▶ _REQUIRED ACTION_:
Among the entries below, how many lines have the string "println" in them? Only the number should be given.

### PROVIDED RECORDS ###

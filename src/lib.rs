//! A mailbox for tool-calling agents, over one long-lived IMAP session.
//!
//! # Usage
//!
//! [`MailboxFacade`] is the operation set: list folders, folder status, search, fetch headers,
//! text, HTML or size, and append a draft. Each call makes sure the shared session is alive
//! (reconnecting if needed), visits the folder it needs, and puts the previously selected folder
//! back before returning.
//!
//! ```no_run
//! use mailbox_tools::{Config, MailboxFacade};
//!
//! fn main() -> mailbox_tools::Result<()> {
//!     // IMAP_HOST, IMAP_LOGIN and IMAP_PASSWORD (or IMAP_TOKEN), from the environment or .env
//!     let config = Config::from_env()?;
//!     let mailbox = MailboxFacade::open(&config)?;
//!
//!     for folder in mailbox.list_mailboxes("", "*")? {
//!         println!("{}", folder.path);
//!     }
//!
//!     let unseen = mailbox.search("INBOX", "UNSEEN SINCE 1-Jan-2024")?;
//!     for message in mailbox.fetch_headers("INBOX", &unseen)? {
//!         println!("{}: {:?}", message.uid, message.headers.get("subject"));
//!     }
//!
//!     mailbox.shutdown();
//!     Ok(())
//! }
//! ```
//!
//! Search criteria are checked against [`criteria::GRAMMAR`] before they are sent, so a
//! malformed query fails with [`Error::MalformedCriteria`] instead of reaching the server.
//!
//! The layers underneath are public too: [`SessionGuard`] owns the connection and checks it
//! lazily, [`with_folder`] scopes a folder selection, and [`MailStore`]/[`Connector`] are the raw
//! IMAP capability. With the `test_helpers` feature, the `testing` module implements that
//! capability in memory.

mod parse;
mod types;
mod utils;

pub mod criteria;
pub mod error;
pub mod folder;
pub mod mailbox;
pub mod session;
pub mod store;
#[cfg(any(test, feature = "test_helpers"))]
pub mod testing;

pub mod authenticator;
pub mod client;
pub mod config;
#[cfg(feature = "native-tls")]
pub mod client_builder;

pub use crate::authenticator::XOAuth2;
pub use crate::config::{Config, Credential};
pub use crate::criteria::{Criteria, CriteriaError, SearchKey, GRAMMAR};
pub use crate::error::{Error, Result};
pub use crate::folder::{with_folder, FolderScope};
pub use crate::mailbox::MailboxFacade;
pub use crate::parse::{SeqBound, SequenceSet};
pub use crate::session::{Liveness, SecondaryFailure, SessionGuard};
pub use crate::store::{Connector, FetchQuery, MailStore, RawMessage, StoreError};
pub use crate::types::*;

pub use crate::client::ImapStore;

#[cfg(test)]
mod mock_stream;
#[cfg(feature = "native-tls")]
pub use crate::client_builder::ImapConnector;
use std::sync::Arc;
use std::thread;

use mailbox_tools::testing::{FakeMessage, FakeServer, Op};
use mailbox_tools::{
    Error, Liveness, MailboxFacade, MessageUid, SecondaryFailure, SessionGuard, StoreError,
};

fn open(server: &FakeServer) -> MailboxFacade {
    let session = SessionGuard::open(Box::new(server.connector())).unwrap();
    MailboxFacade::new("me@example.com", "Drafts", session)
}

#[test]
fn dead_connection_is_replaced_transparently() {
    let server = FakeServer::standard();
    let mailbox = open(&server);
    assert_eq!(mailbox.search("INBOX", "FLAGGED").unwrap().len(), 3);

    server.drop_connections();
    assert_eq!(mailbox.search("INBOX", "FLAGGED").unwrap().len(), 3);
    assert_eq!(server.calls(Op::Connect), 2);

    // closing the dead connection failed; that is reported on the side
    let secondary = mailbox.secondary_failures();
    assert_eq!(secondary.len(), 1);
    match &secondary[0] {
        SecondaryFailure::Close(e) => assert!(e.is_connection_failure()),
        other => panic!("unexpected secondary failure: {}", other),
    }
}

#[test]
fn failed_reconnect_is_reported_then_retried() {
    let server = FakeServer::standard();
    let mailbox = open(&server);

    server.drop_connections();
    server.refuse_connects(1);
    assert!(matches!(
        mailbox.mailbox_status("INBOX"),
        Err(Error::SessionUnavailable(StoreError::Authentication(_)))
    ));
    assert_eq!(server.calls(Op::Status), 0);

    // nothing is left half-usable: the next call starts over and succeeds
    let status = mailbox.mailbox_status("INBOX").unwrap();
    assert_eq!(status.messages, 5);
    assert_eq!(server.calls(Op::Connect), 3);
}

#[test]
fn lazy_session_connects_on_first_operation() {
    let server = FakeServer::standard();
    let session = SessionGuard::new(Box::new(server.connector()));
    assert_eq!(session.liveness(), Liveness::Unknown);
    let mailbox = MailboxFacade::new("me@example.com", "Drafts", session);

    assert_eq!(mailbox.who_am_i(), "me@example.com");
    assert_eq!(server.calls(Op::Connect), 0);

    mailbox.list_mailboxes("", "*").unwrap();
    assert_eq!(server.calls(Op::Connect), 1);
}

#[test]
fn unreachable_server_at_startup() {
    let server = FakeServer::standard();
    let refused = StoreError::Connection("connection refused".into());
    server.fail_next(Op::Connect, refused);
    let err = SessionGuard::open(Box::new(server.connector())).err().unwrap();
    assert!(matches!(
        err,
        Error::SessionUnavailable(StoreError::Connection(_))
    ));
}

#[test]
fn timeout_mid_operation_is_surfaced_and_next_call_reconnects() {
    let server = FakeServer::standard();
    let mailbox = open(&server);
    server.fail_next(Op::Search, StoreError::Connection("timed out".into()));

    let err = mailbox.search("Sent", "ALL").unwrap_err();
    assert!(matches!(err, Error::MailStore(StoreError::Connection(_))));
    assert_eq!(server.selected().as_deref(), Some("INBOX"));

    let found = mailbox.search("Sent", "ALL").unwrap();
    assert_eq!(found, vec![MessageUid::from(1)]);
    assert_eq!(server.calls(Op::Connect), 2);
}

#[test]
fn appends_are_not_replayed() {
    let server = FakeServer::standard();
    let mailbox = open(&server);
    server.fail_next(Op::Append, StoreError::Connection("broken pipe".into()));

    assert!(mailbox
        .create_draft_message(b"Subject: once\r\n\r\nbody\r\n", None)
        .is_err());
    assert_eq!(server.calls(Op::Append), 1);
    assert!(server.uids("Drafts").is_empty());
}

#[test]
fn concurrent_operations_never_see_each_others_folder() {
    let mut server = FakeServer::new()
        .folder("INBOX")
        .folder("Work")
        .folder("Home");
    for i in 0..5 {
        let task = FakeMessage::new("boss@example.com", &format!("task {}", i), "do it");
        let dinner = FakeMessage::new("mom@example.com", &format!("dinner {}", i), "come");
        server = server.message("Work", task).message("Home", dinner);
    }
    let extra = FakeMessage::new("mom@example.com", "extra", "hi");
    server = server.message("Home", extra);
    let mailbox = Arc::new(open(&server));

    let workers: Vec<_> = ["Work", "Home"]
        .into_iter()
        .map(|folder| {
            let mailbox = Arc::clone(&mailbox);
            thread::spawn(move || {
                for _ in 0..50 {
                    let found = mailbox.search(folder, "ALL").unwrap();
                    let expected = if folder == "Work" { 5 } else { 6 };
                    assert_eq!(found.len(), expected, "{} saw another folder", folder);

                    let headers = mailbox.fetch_headers(folder, &found).unwrap();
                    let sender = match folder {
                        "Work" => "boss@example.com",
                        _ => "mom@example.com",
                    };
                    assert!(headers.iter().all(|h| h.headers["from"] == vec![sender]));
                }
            })
        })
        .collect();

    for worker in workers {
        worker.join().unwrap();
    }
    assert_eq!(server.selected().as_deref(), Some("INBOX"));
    assert!(mailbox.secondary_failures().is_empty());
}
//! This module contains the normalized values returned by the mailbox operations.

use serde::{Deserialize, Serialize};
use std::fmt;

/// A store-assigned message identifier.
///
/// A UID is only meaningful relative to the folder it was obtained in: the same value in two
/// folders names two unrelated messages, and nothing here assumes UIDs are ordered across
/// folders. It is kept as an opaque string on the tool surface; it is only checked to be a
/// non-zero decimal number when it is put on the wire (see [`crate::criteria::uid_set`]).
#[derive(Clone, Debug, PartialEq, Eq, Hash, PartialOrd, Ord, Serialize, Deserialize)]
#[serde(transparent)]
pub struct MessageUid(String);

impl MessageUid {
    pub fn new(uid: impl Into<String>) -> Self {
        MessageUid(uid.into())
    }

    pub fn as_str(&self) -> &str {
        &self.0
    }
}

impl From<u32> for MessageUid {
    fn from(uid: u32) -> Self {
        MessageUid(uid.to_string())
    }
}

impl From<&str> for MessageUid {
    fn from(uid: &str) -> Self {
        MessageUid(uid.to_string())
    }
}

impl fmt::Display for MessageUid {
    fn fmt(&self, f: &mut fmt::Formatter<'_>) -> fmt::Result {
        f.write_str(&self.0)
    }
}

mod appended;
pub use self::appended::AppendOutcome;

mod fetch;
pub use self::fetch::{
    HeaderMap, MessageBody, MessageHeaders, MessageHtml, MessageRecord, MessageSize, MessageText,
};

mod mailbox;
pub use self::mailbox::FolderStatus;

mod name;
pub use self::name::{FolderDescriptor, FolderFlag};
impl Parser {
    /// Keys up to the end of input or an unconsumed `)`.
    fn key_list(&mut self) -> Result<Vec<SearchKey>, CriteriaError> {
        let mut keys = Vec::new();
        while let Some(token) = self.tokens.get(self.pos) {
            if *token == Token::Close {
                break;
            }
            keys.push(self.key()?);
        }
        Ok(keys)
    }

    fn key(&mut self) -> Result<SearchKey, CriteriaError> {
        let at = self.pos;
        let token = match self.tokens.get(at) {
            Some(token) => token.clone(),
            None => return Err(CriteriaError::new(at, "missing search key")),
        };
        self.pos += 1;

        let word = match token {
            Token::Open => {
                let keys = self.key_list()?;
                if self.tokens.get(self.pos) != Some(&Token::Close) {
                    return Err(CriteriaError::new(at, "unbalanced '('"));
                }
                self.pos += 1;
                if keys.is_empty() {
                    return Err(CriteriaError::new(at, "empty group"));
                }
                return Ok(conjunction(keys));
            }
            Token::Close => return Err(CriteriaError::new(at, "missing search key")),
            Token::Quoted(s) => {
                return Err(CriteriaError::new(at, format!("unexpected string {:?}", s)))
            }
            Token::Atom(word) => word,
        };

        let key = match word.to_ascii_uppercase().as_str() {
            "NOT" => SearchKey::Not(Box::new(self.operand("NOT")?)),
            "OR" => {
                let left = self.operand("OR")?;
                let right = self.operand("OR")?;
                SearchKey::Or(Box::new(left), Box::new(right))
            }

            "ALL" => SearchKey::All,
            "ANSWERED" => SearchKey::Answered,
            "DELETED" => SearchKey::Deleted,
            "DRAFT" => SearchKey::Draft,
            "FLAGGED" => SearchKey::Flagged,
            "NEW" => SearchKey::New,
            "OLD" => SearchKey::Old,
            "RECENT" => SearchKey::Recent,
            "SEEN" => SearchKey::Seen,
            "UNANSWERED" => SearchKey::Unanswered,
            "UNDELETED" => SearchKey::Undeleted,
            "UNDRAFT" => SearchKey::Undraft,
            "UNFLAGGED" => SearchKey::Unflagged,
            "UNSEEN" => SearchKey::Unseen,
            "KEYWORD" => SearchKey::Keyword(self.atom_argument("KEYWORD")?),
            "UNKEYWORD" => SearchKey::Unkeyword(self.atom_argument("UNKEYWORD")?),

            "BCC" => SearchKey::Bcc(self.argument("BCC")?),
            "BODY" => SearchKey::Body(self.argument("BODY")?),
            "CC" => SearchKey::Cc(self.argument("CC")?),
            "FROM" => SearchKey::From(self.argument("FROM")?),
            "SUBJECT" => SearchKey::Subject(self.argument("SUBJECT")?),
            "TEXT" => SearchKey::Text(self.argument("TEXT")?),
            "TO" => SearchKey::To(self.argument("TO")?),
            "HEADER" => {
                let field = self.argument("HEADER")?;
                let value = self.argument("HEADER")?;
                SearchKey::Header(field, value)
            }

            "BEFORE" => SearchKey::Before(self.date("BEFORE")?),
            "ON" => SearchKey::On(self.date("ON")?),
            "SINCE" => SearchKey::Since(self.date("SINCE")?),
            "SENTBEFORE" => SearchKey::SentBefore(self.date("SENTBEFORE")?),
            "SENTON" => SearchKey::SentOn(self.date("SENTON")?),
            "SENTSINCE" => SearchKey::SentSince(self.date("SENTSINCE")?),

            "LARGER" => SearchKey::Larger(self.size("LARGER")?),
            "SMALLER" => SearchKey::Smaller(self.size("SMALLER")?),

            "UID" => {
                let arg = self.atom_argument("UID")?;
                let set = parse::sequence_set(&arg).ok_or_else(|| {
                    CriteriaError::new(self.pos - 1, format!("invalid UID set {:?}", arg))
                })?;
                SearchKey::Uid(set)
            }

            _ => match parse::sequence_set(&word) {
                Some(set) => SearchKey::Sequence(set),
                None => {
                    return Err(CriteriaError::new(
                        at,
                        format!("unknown search key {:?}", word),
                    ))
                }
            },
        };
        Ok(key)
    }

    fn operand(&mut self, operator: &str) -> Result<SearchKey, CriteriaError> {
        match self.tokens.get(self.pos) {
            None | Some(Token::Close) => Err(CriteriaError::new(
                self.pos,
                format!("{} is missing an operand", operator),
            )),
            Some(_) => self.key(),
        }
    }

    /// An atom or quoted string argument.
    fn argument(&mut self, keyword: &str) -> Result<String, CriteriaError> {
        let arg = match self.tokens.get(self.pos) {
            Some(Token::Atom(s)) | Some(Token::Quoted(s)) => s.clone(),
            _ => {
                return Err(CriteriaError::new(
                    self.pos,
                    format!("{} is missing an argument", keyword),
                ))
            }
        };
        self.pos += 1;
        Ok(arg)
    }

    fn atom_argument(&mut self, keyword: &str) -> Result<String, CriteriaError> {
        match self.tokens.get(self.pos) {
            Some(Token::Quoted(_)) => Err(CriteriaError::new(
                self.pos,
                format!("{} takes an unquoted argument", keyword),
            )),
            _ => self.argument(keyword),
        }
    }

    fn date(&mut self, keyword: &str) -> Result<NaiveDate, CriteriaError> {
        let arg = self.argument(keyword)?;
        NaiveDate::parse_from_str(&arg, "%d-%b-%Y").map_err(|_| {
            CriteriaError::new(
                self.pos - 1,
                format!("{} expects a date like 1-Jan-2024, got {:?}", keyword, arg),
            )
        })
    }

    fn size(&mut self, keyword: &str) -> Result<u64, CriteriaError> {
        let arg = self.atom_argument(keyword)?;
        arg.parse().map_err(|_| {
            CriteriaError::new(
                self.pos - 1,
                format!("{} expects a size in bytes, got {:?}", keyword, arg),
            )
        })
    }
}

###

▶ _REPLY_:
2